El positivismo extremo polemiza con este requisito de la falsabilidad. El positivismo extremo enfatiza que para que un enunciado metafísico-religioso no sea veritativo tiene que carecer de significado. Sin embargo, sigue siendo más fiable el criterio que afirma que la existencia empírica de los objetos de las concepciones metafísicas-religiosas no puede mostrarse –no son veritativos– dado que no resisten el filtro de los métodos para contrastar su intersubjetividad, según las exigencias de la falsabilidad. Por consiguiente, un cierto enunciado no refutable puede tener significado, el significado que le sea otorgado por las normas del lenguaje en el que se desenvuelva dicho enunciado, pero eso no significa que sus referentes pertenezcan al orden de lo real, pues no son intersubjetivamente testables. Es decir, tienen significado sus referentes, pero en ningún caso son reales. Para el positivismo extremo, para no ser reales deberían de carecer de significado. “Un enunciado no falsable puede tener el significado gramatical que le asignen las reglas establecidas dentro de un lenguaje determinado (por ejemplo, un lenguaje metafísico o religioso), pero este significado no garantiza realidad factual de sus referentes” (Gonzalo Puente Ojea, [1997] 2001: 67).

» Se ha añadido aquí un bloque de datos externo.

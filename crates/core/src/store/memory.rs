//! In-memory event store for tests and throwaway runs.

use async_trait::async_trait;
use chrono::Utc;
use er_protocol::Event;
use std::collections::{BTreeMap, HashSet};
use std::sync::atomic::{AtomicBool, AtomicUsize, Ordering};
use std::sync::{Mutex, MutexGuard};

use super::error::{StoreError, StoreResult};
use super::{upcoming_window, EventStore};

#[derive(Default)]
pub struct MemoryEventStore {
    events: Mutex<BTreeMap<String, Event>>,
    failing_ids: Mutex<HashSet<String>>,
    fail_get_all: AtomicBool,
    upserts: AtomicUsize,
}

impl MemoryEventStore {
    pub fn new() -> Self {
        Self::default()
    }

    /// Make `upsert` fail for the given event ids.
    pub fn fail_upserts_for<I, S>(&self, ids: I)
    where
        I: IntoIterator<Item = S>,
        S: Into<String>,
    {
        if let Ok(mut failing) = self.failing_ids.lock() {
            failing.extend(ids.into_iter().map(Into::into));
        }
    }

    /// Make every `get_all` call fail.
    pub fn fail_get_all(&self, fail: bool) {
        self.fail_get_all.store(fail, Ordering::SeqCst);
    }

    /// Successful upserts so far.
    pub fn upsert_count(&self) -> usize {
        self.upserts.load(Ordering::SeqCst)
    }

    fn events(&self) -> StoreResult<MutexGuard<'_, BTreeMap<String, Event>>> {
        self.events.lock().map_err(|_| StoreError::Poisoned)
    }

    fn sorted(events: impl Iterator<Item = Event>) -> Vec<Event> {
        let mut events: Vec<Event> = events.collect();
        events.sort_by(|a, b| a.start_date.cmp(&b.start_date).then_with(|| a.id.cmp(&b.id)));
        events
    }
}

#[async_trait]
impl EventStore for MemoryEventStore {
    async fn initialize(&self) -> StoreResult<()> {
        Ok(())
    }

    async fn upsert(&self, event: &Event) -> StoreResult<()> {
        let rejected = self
            .failing_ids
            .lock()
            .map_err(|_| StoreError::Poisoned)?
            .contains(&event.id);
        if rejected {
            return Err(StoreError::Unavailable(format!("upsert rejected for {}", event.id)));
        }

        self.events()?.insert(event.id.clone(), event.clone());
        self.upserts.fetch_add(1, Ordering::SeqCst);
        Ok(())
    }

    async fn get_all(&self) -> StoreResult<Vec<Event>> {
        if self.fail_get_all.load(Ordering::SeqCst) {
            return Err(StoreError::Unavailable("get_all disabled".to_string()));
        }
        Ok(Self::sorted(self.events()?.values().cloned()))
    }

    async fn get_upcoming(&self, days: i64) -> StoreResult<Vec<Event>> {
        let (from, to) = upcoming_window(Utc::now(), days);
        let events = self.events()?;
        Ok(Self::sorted(
            events
                .values()
                .filter(|e| e.start_date >= from && e.start_date <= to)
                .cloned(),
        ))
    }

    async fn delete(&self, id: &str) -> StoreResult<()> {
        self.events()?.remove(id);
        Ok(())
    }
}

#[cfg(test)]
mod tests {
    use super::*;
    use crate::events::EventDraft;
    use chrono::Duration;

    fn event(title: &str, days: i64) -> Event {
        EventDraft::new(title, Utc::now() + Duration::days(days), "Amsterdam")
            .source("test")
            .build(Utc::now())
            .unwrap()
    }

    #[tokio::test]
    async fn test_upsert_replaces_by_id() {
        let store = MemoryEventStore::new();
        let e = event("A", 1);
        store.upsert(&e).await.unwrap();
        store.upsert(&e).await.unwrap();

        assert_eq!(store.get_all().await.unwrap().len(), 1);
        assert_eq!(store.upsert_count(), 2);
    }

    #[tokio::test]
    async fn test_get_all_sorted_and_upcoming_filtered() {
        let store = MemoryEventStore::new();
        store.upsert(&event("Far", 60)).await.unwrap();
        store.upsert(&event("Soon", 2)).await.unwrap();
        store.upsert(&event("Past", -2)).await.unwrap();

        let all: Vec<String> = store
            .get_all()
            .await
            .unwrap()
            .into_iter()
            .map(|e| e.title)
            .collect();
        assert_eq!(all, vec!["Past", "Soon", "Far"]);

        let upcoming: Vec<String> = store
            .get_upcoming(30)
            .await
            .unwrap()
            .into_iter()
            .map(|e| e.title)
            .collect();
        assert_eq!(upcoming, vec!["Soon"]);
    }

    #[tokio::test]
    async fn test_failure_injection() {
        let store = MemoryEventStore::new();
        let bad = event("Bad", 1);
        let good = event("Good", 1);
        store.fail_upserts_for([bad.id.clone()]);

        assert!(matches!(store.upsert(&bad).await, Err(StoreError::Unavailable(_))));
        store.upsert(&good).await.unwrap();

        store.fail_get_all(true);
        assert!(store.get_all().await.is_err());
        store.fail_get_all(false);
        assert_eq!(store.get_all().await.unwrap().len(), 1);
    }

    #[tokio::test]
    async fn test_delete() {
        let store = MemoryEventStore::new();
        let e = event("A", 1);
        store.upsert(&e).await.unwrap();
        store.delete(&e.id).await.unwrap();
        assert!(store.get_all().await.unwrap().is_empty());
    }
}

A diferencia, por tanto, de lo que nos afirmaría el Círculo de Viena, la falsedad de las cuestiones relativas a disciplinas concretas, como la teología o ciertas metafísicas, no está determinada por un error lingüístico. Lo que acredita su nulidad, al contrario, es que sus referentes no tienen una objetividad, no son reales, más allá de la especulación psicológica. Otro punto en desacuerdo sería la cuestión del método, pues mientras que para el Círculo de Viena predomina la inducción, el método de la falsabilidad es eminentemente hipotético-deductivo. Pero en honor a la verdad hemos de decir que la disputa nace, eminentemente, de una dispar apreciación de un mismo hecho: la carencia de significado de las doctrina metafísico-religiosas, pues para los positivistas lógicos dicha falta se funda en un error lingüístico, mientras que para nosotros y para Puente Ojea la discusión se traslada a un elemento esencial: son infundados precisamente porque no son experienciales y su intersubjetividad permanece en todo momento ausente.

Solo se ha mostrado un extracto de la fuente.